The album sets its overwhelming, gruesome tone with a song built around the traditional poem, “Kultaansa ikävöivä,” from Kanteletar – the collection of Finnish folk poetry compiled by Elias Lönnrot in the 1840s. The poem has been released as a song under the title “Tuoll’ on mun kultani” almost two hundred times over the years, according to the Finnish music database, Fono.fi, and I have heard quite a few of those. Yet, I have never heard a rendition so thoroughly intense as the reconstruction on this TUHKA outing.
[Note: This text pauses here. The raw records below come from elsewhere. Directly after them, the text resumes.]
use async_trait::async_trait;
use reqwest::Client;
use std::time::Duration;

use crate::{AppError, Result};

#[derive(Debug, Clone, PartialEq)]
pub struct ProbeResponse {
    pub status: u16,
    /// `None` when the body is not valid JSON.
    pub json: Option<serde_json::Value>,
}

impl ProbeResponse {
    pub fn is_success(&self) -> bool {
        (200..300).contains(&self.status)
    }
}

/// Cheap request/JSON-response primitive used before falling back to a browser.
#[async_trait]
pub trait HttpProbe: Send + Sync {
    async fn get(&self, url: &str, headers: &[(&str, &str)], timeout: Duration) -> Result<ProbeResponse>;
}

#[derive(Debug, Clone)]
pub struct ReqwestProbe {
    client: Client,
}

impl ReqwestProbe {
    pub fn new(user_agent: &str) -> Result<Self> {
        let client = Client::builder().user_agent(user_agent).build()?;
        Ok(Self { client })
    }
}

#[async_trait]
impl HttpProbe for ReqwestProbe {
    async fn get(&self, url: &str, headers: &[(&str, &str)], timeout: Duration) -> Result<ProbeResponse> {
        let mut request = self.client.get(url).timeout(timeout);
        for (name, value) in headers {
            request = request.header(*name, *value);
        }

        let response = request.send().await.map_err(|e| AppError::Probe {
            endpoint: url.to_string(),
            message: e.to_string(),
        })?;

        let status = response.status().as_u16();
        let body = response.bytes().await.map_err(|e| AppError::Probe {
            endpoint: url.to_string(),
            message: e.to_string(),
        })?;

        Ok(ProbeResponse {
            status,
            json: serde_json::from_slice(&body).ok(),
        })
    }
}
The song’s prevalent mood is that of desperate, unrequited love and the vocalist, Annaleena Haapasalo, is pretty damn convincing in her vocal delivery. The raw emotion conveyed by the song is strongly reminiscent of that blood-chilling Paula Vesala performance of the song, “Elegia,” on the Vain Elämää television series in 2014. The gritty twang of the guitars also triggers pleasant flashbacks of Adrian Utley‘s signature sound on all those lovely PORTISHEAD albums.
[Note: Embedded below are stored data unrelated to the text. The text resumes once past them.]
use anyhow::{Context, Result};
use clap::Parser;
use std::path::PathBuf;
use std::sync::Arc;
use tracing::{info, warn};
use tracing_appender::non_blocking::WorkerGuard;
use tracing_subscriber::prelude::*;
use tracing_subscriber::EnvFilter;

use job_aggregator::config::LoggingConfig;
use job_aggregator::plugins::{PluginManager, SourceContext};
use job_aggregator::probe::ReqwestProbe;
use job_aggregator::scraper::{ChromeSessionFactory, SessionFactory};
use job_aggregator::snapshot::SnapshotSessionFactory;
use job_aggregator::{Aggregator, AppConfig, Company};

#[derive(Debug, Parser)]
#[command(name = "job-aggregator", version, about = "Collect Hong Kong and graduate job openings from exchange career sites")]
struct Cli {
    /// Configuration file (defaults to config/default.toml and friends)
    #[arg(short, long)]
    config: Option<PathBuf>,

    /// Overrides output.dir
    #[arg(short, long)]
    output_dir: Option<PathBuf>,

    /// Only scrape these sources (Binance, OKX, Bitget)
    #[arg(short, long = "source", value_name = "NAME")]
    sources: Vec<String>,

    /// Read captured `<host>.html` pages instead of driving Chrome
    #[arg(long, value_name = "DIR")]
    snapshot_dir: Option<PathBuf>,
}

#[tokio::main]
async fn main() -> Result<()> {
    dotenvy::dotenv().ok();
    let cli = Cli::parse();

    let mut config = match &cli.config {
        Some(path) => AppConfig::from_file(path)
            .with_context(|| format!("loading configuration from {}", path.display()))?,
        None => AppConfig::from_env().context("loading configuration")?,
    };
    if let Some(dir) = &cli.output_dir {
        config.output.dir = dir.display().to_string();
    }

    let _guard = init_tracing(&config.logging)?;
    info!("Starting job aggregator...");

    let only = parse_sources(&cli.sources)?;

    let sessions: Arc<dyn SessionFactory> = match &cli.snapshot_dir {
        Some(dir) => {
            let factory = SnapshotSessionFactory::from_dir(dir)
                .with_context(|| format!("reading snapshots from {}", dir.display()))?;
            info!("Using captured pages for {:?}", factory.hosts());
            Arc::new(factory)
        }
        None => Arc::new(ChromeSessionFactory::new(config.scraper.clone())),
    };

    let mut context = SourceContext::new(sessions, config.scraper.clone());
    if cli.snapshot_dir.is_none() {
        let probe = ReqwestProbe::new(&config.scraper.user_agent).context("building HTTP client")?;
        context = context.with_probe(Arc::new(probe));
    }

    let plugins = PluginManager::new();
    plugins.initialize_default_plugins(&config.sources).await;
    if !only.is_empty() {
        plugins.retain(&only).await;
    }
    let names = plugins.list_sources().await;
    if names.is_empty() {
        warn!("No enabled source matches the requested sources");
    }
    info!("Sources: {}", names.join(", "));

    let report = Aggregator::new(plugins, context).run().await;
    for outcome in report.failed_sources() {
        warn!(
            "{} contributed no jobs: {}",
            outcome.source,
            outcome.error.as_deref().unwrap_or("unknown error")
        );
    }

    let path = config.output.json_path();
    report
        .write_json(&path)
        .with_context(|| format!("writing {}", path.display()))?;
    info!("Wrote {} jobs to {}", report.total_count, path.display());

    Ok(())
}

fn parse_sources(names: &[String]) -> Result<Vec<Company>> {
    names
        .iter()
        .map(|name| {
            Company::from_name(name).with_context(|| format!("unknown source '{}'", name))
        })
        .collect()
}

/// `RUST_LOG` takes precedence over the configured filter.
fn init_tracing(logging: &LoggingConfig) -> Result<Option<WorkerGuard>> {
    let filter = || {
        EnvFilter::try_from_default_env().or_else(|_| EnvFilter::try_new(&logging.filter))
    };

    let stdout = tracing_subscriber::fmt::layer().with_filter(filter()?);

    match &logging.file {
        Some(file) => {
            let path = PathBuf::from(file);
            let dir = path
                .parent()
                .filter(|parent| !parent.as_os_str().is_empty())
                .map(PathBuf::from)
                .unwrap_or_else(|| PathBuf::from("."));
            let name = path
                .file_name()
                .context("logging.file has no file name")?
                .to_owned();
            let appender = tracing_appender::rolling::never(dir, name);
            let (writer, guard) = tracing_appender::non_blocking(appender);
            let file_layer = tracing_subscriber::fmt::layer()
                .with_ansi(false)
                .with_writer(writer)
                .with_filter(filter()?);

            tracing_subscriber::registry().with(stdout).with(file_layer).init();
            Ok(Some(guard))
        }
        None => {
            tracing_subscriber::registry().with(stdout).init();
            Ok(None)
        }
    }
}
The following track, “Jos sais kerran reissullansa,” may be familiar to Finns either as the iconic Tapio Rautavaara rendition from way back or as the tongue-in-cheek version by LAPINLAHDEN LINNUT. Here, the jocular and folksy aspects of the song are completely dissolved and traded off for a somewhat dystopian, mid-tempo techno beat. Despite the fact that the lyrics are about the courting of potential partners, the song does not ooze particularly festive vibes. You don’t exactly feel like taking over the dancefloor with your Saturday Night Fever moves in the high hopes of getting lucky tonight.

The next song, “Herrojen kanssa pellon laidassa,” is probably the most chilling track on the outing. It is a hypnotic piano meditation with grim, spoken-word lyrics that are transgressive in the spirit of Hubert Selby Jr. – the American writer renowned for his novel, Requiem for a Dream. The synthetic, dark ambient canvas upon which the unisono motif by piano and guitar wanders about, in a slightly absent-minded fashion, creates nothing short of an unsettling soundtrack for the grim narrative of the lyrics. The occasional wah-wah bursts sound as though having been extorted from the dead souls in Dante’s Inferno.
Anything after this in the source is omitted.